MOVIE REVIEW- Going green: Remake gives deja Hulk

a still from this week's filmWould you let one bad movie stand in the way of a potential billion-dollar franchise? Neither would Universal Pictures and Marvel Comics, so they've attempted a cultural lobotomy on the order of "Pay no attention to the man behind the curtain" to make the world forget Ang Lee's The Hulk.

Fads have limited shelf lives, or at least cyclical popularity, so while movies based on comic superheroes are hot, five years is enough to wait for a second attempt at making a blockbuster of The Incredible Hulk. Is it better than the first?  Yes. (Oh, sorry. The Hulk never happened, so there's nothing to compare.) Is it in a league with Iron Man or the first two Spider-Man films? No.

Edward Norton is as good an actor as Robert Downey Jr. when he gets the right role, but Bruce Banner isn't it. During the opening credits, we get glimpses of the experiment that injects him with gamma rays and goes horribly wrong; then we join him in a Brazilian favela after 158 "days without incident." He's working in a juice bottling plant and worries when he cuts his finger about any blood getting into the juice. (Cue the movie's best inside joke when it does.)

(Speaking of inside jokes, the late Bill Bixby, the 1970s TV Hulk, is represented by a clip from another TV series, while '90s TV Hulk Lou Ferrigno voices the Hulk and reprises his role as a security guard from the non-existent 2003 movie.  Wild horses won't drag info on the final cameo from me, even though you've probably heard about it already.)

Bruce's experiment was supervised by his girlfriend, Dr. Elizabeth "Betty" Ross (Liv Tyler), a cellular biologist whose father, General Ross (William Hurt), is hoping to turn Bruce into a "supersoldier," a weapon he can duplicate. After the Hulk incident in the lab, Ross starts searching for the fugitive, who is secretly corresponding with someone in New York who hopes to cure him.

The general wants Bruce cloned, not cured. Tracking him down in Rio, Ross sends troops, including commando Capt. Emil Blonsky (Tim Roth), with orders to "tranq him and bring him back."

Despite the anger management lessons he's been taking, when the Hulk is attacked, tranquilizer darts and bullets just bounce off him. He's only about 10 feet tall, but his shoulders are almost that wide. In closeups, especially, he looks grainy and disproportionate.

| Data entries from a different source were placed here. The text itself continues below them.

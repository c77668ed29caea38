//! Utility functions for randomly generating point sets

use ndarray::{array, Array, Array2, ArrayBase, Data, Ix2};
use ndarray_rand::{
    rand::Rng,
    rand_distr::{Distribution, Normal, Uniform},
    RandomExt,
};

use crate::DatasetError;

/// Standard deviation of the jitter around each gaussian blob center.
pub const BLOB_STD_DEV: f64 = 0.05;

/// The three blob centers the playground draws its gaussian datasets around.
pub fn blob_centers() -> Array2<f64> {
    array![[0.3, 0.3], [0.7, 0.3], [0.5, 0.7]]
}

/// Generate `n_points` points in the unit square, each coordinate drawn independently from
/// `U[0, 1)`.
pub fn uniform(n_points: usize, rng: &mut impl Rng) -> Array2<f64> {
    Array::random_using((n_points, 2), Uniform::new(0., 1.), rng)
}

/// Given an input matrix `blob_centers`, with shape `(n_blobs, n_features)`,
/// generate `n_points` data points dealt round-robin to the blob centers.
///
/// Point `i` is sampled from a normal distribution with standard deviation `std_dev`
/// centered in blob `i % n_blobs`, then clamped into the unit hypercube.
pub fn gaussian_blobs(
    n_points: usize,
    blob_centers: &ArrayBase<impl Data<Elem = f64>, Ix2>,
    std_dev: f64,
    rng: &mut impl Rng,
) -> Result<Array2<f64>, DatasetError> {
    let (n_blobs, n_features) = blob_centers.dim();
    if n_blobs == 0 {
        return Err(DatasetError::NoBlobCenters);
    }
    if !(std_dev.is_finite() && std_dev >= 0.) {
        return Err(DatasetError::StdDev(std_dev));
    }
    let jitter = Normal::new(0., std_dev).map_err(|_| DatasetError::StdDev(std_dev))?;

    let mut points = Array2::zeros((n_points, n_features));
    for (idx, mut point) in points.rows_mut().into_iter().enumerate() {
        let center = blob_centers.row(idx % n_blobs);
        point.zip_mut_with(&center, |coord, &c| {
            *coord = (c + jitter.sample(rng)).max(0.).min(1.);
        });
    }
    Ok(points)
}

#[cfg(test)]
mod tests {
    use super::*;
    use approx::assert_abs_diff_eq;
    use ndarray_rand::rand::SeedableRng;
    use rand_isaac::Isaac64Rng;

    #[test]
    fn uniform_points_stay_in_unit_square() {
        let mut rng = Isaac64Rng::seed_from_u64(42);
        let points = uniform(500, &mut rng);
        assert_eq!(points.dim(), (500, 2));
        assert!(points.iter().all(|&v| (0. ..1.).contains(&v)));
    }

    #[test]
    fn blobs_are_dealt_round_robin() {
        let mut rng = Isaac64Rng::seed_from_u64(42);
        let centers = blob_centers();
        let points = gaussian_blobs(300, &centers, BLOB_STD_DEV, &mut rng).unwrap();
        assert_eq!(points.dim(), (300, 2));

        for blob in 0..3 {
            let members: Vec<_> = points.rows().into_iter().skip(blob).step_by(3).collect();
            assert_eq!(members.len(), 100);
            let mean_x = members.iter().map(|p| p[0]).sum::<f64>() / 100.;
            let mean_y = members.iter().map(|p| p[1]).sum::<f64>() / 100.;
            assert_abs_diff_eq!(mean_x, centers[[blob, 0]], epsilon = 0.03);
            assert_abs_diff_eq!(mean_y, centers[[blob, 1]], epsilon = 0.03);
        }
    }

    #[test]
    fn blobs_are_clamped() {
        let mut rng = Isaac64Rng::seed_from_u64(3);
        let centers = array![[0.0, 1.0]];
        let points = gaussian_blobs(200, &centers, 0.5, &mut rng).unwrap();
        assert!(points.iter().all(|&v| (0. ..=1.).contains(&v)));
    }

    #[test]
    fn invalid_std_dev_is_rejected() {
        let mut rng = Isaac64Rng::seed_from_u64(3);
        let res = gaussian_blobs(10, &blob_centers(), -1., &mut rng);
        assert!(matches!(res, Err(DatasetError::StdDev(_))));
    }

    #[test]
    fn non_finite_std_dev_is_rejected() {
        let mut rng = Isaac64Rng::seed_from_u64(3);
        for std_dev in &[f64::NAN, f64::INFINITY] {
            let res = gaussian_blobs(10, &blob_centers(), *std_dev, &mut rng);
            assert!(matches!(res, Err(DatasetError::StdDev(_))));
        }
    }

    #[test]
    fn zero_std_dev_puts_points_on_the_centers() {
        let mut rng = Isaac64Rng::seed_from_u64(3);
        let centers = blob_centers();
        let points = gaussian_blobs(6, &centers, 0., &mut rng).unwrap();
        assert_abs_diff_eq!(points.row(4), centers.row(1));
    }

    #[test]
    fn blobs_need_a_center() {
        let mut rng = Isaac64Rng::seed_from_u64(3);
        let res = gaussian_blobs(10, &Array2::zeros((0, 2)), BLOB_STD_DEV, &mut rng);
        assert!(matches!(res, Err(DatasetError::NoBlobCenters)));
    }
}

After the first of three overlong action sequences, Bruce makes his way back to the States and almost back to Betty's arms, but he can't consummate the deal because any kind of excitement– not just anger– makes his red cells green.

General Ross envisions a Hulk vs. Hulk scenario and starts pumping gamma rays into Blonsky. You needn't be intelligent enough to read comic books to know that will end badly, but if you do read them you probably know Blonsky will become the Abomination and have a showdown with the Hulk in Harlem (perhaps an attempt to compensate for the shortage of African American actors in the rest of the movie) in the final overlong action sequence.

The other overlong action sequence occurs when Bruce and Betty are reunited on the Virginia college campus where she works [though it wasn't filmed in Virginia, and there's no "Culver University" in our fair state–editor]. They become lovers on the run, starting with a scene that must be intended as an homage to King Kong. The road leads to New York, where they meet Bruce's correspondent, the "more curious than cautious" Dr. Samuel Sterns (Tim Blake Nelson).

In an interesting detail the earlier film left out, Bruce buys the biggest stretch pants he can find so he won't be naked when he expands to Hulk size.

French director Louis Leterrier (Transporter 2) does a good job with the action but doesn't know when to quit and doesn't come up with many new ideas. Even after five years– or longer for the TV series and made-for-TV movies– there's a been-there-done-that feel to much of this enterprise.

The effects are OK, the acting is OK, the screenplay is better than the one for Lee's film. The Incredible Hulk should please the hordes of young men and teenage boys who seem to want to see the same movie week after week under a different title, as long as it's loud and features plenty of CG mayhem.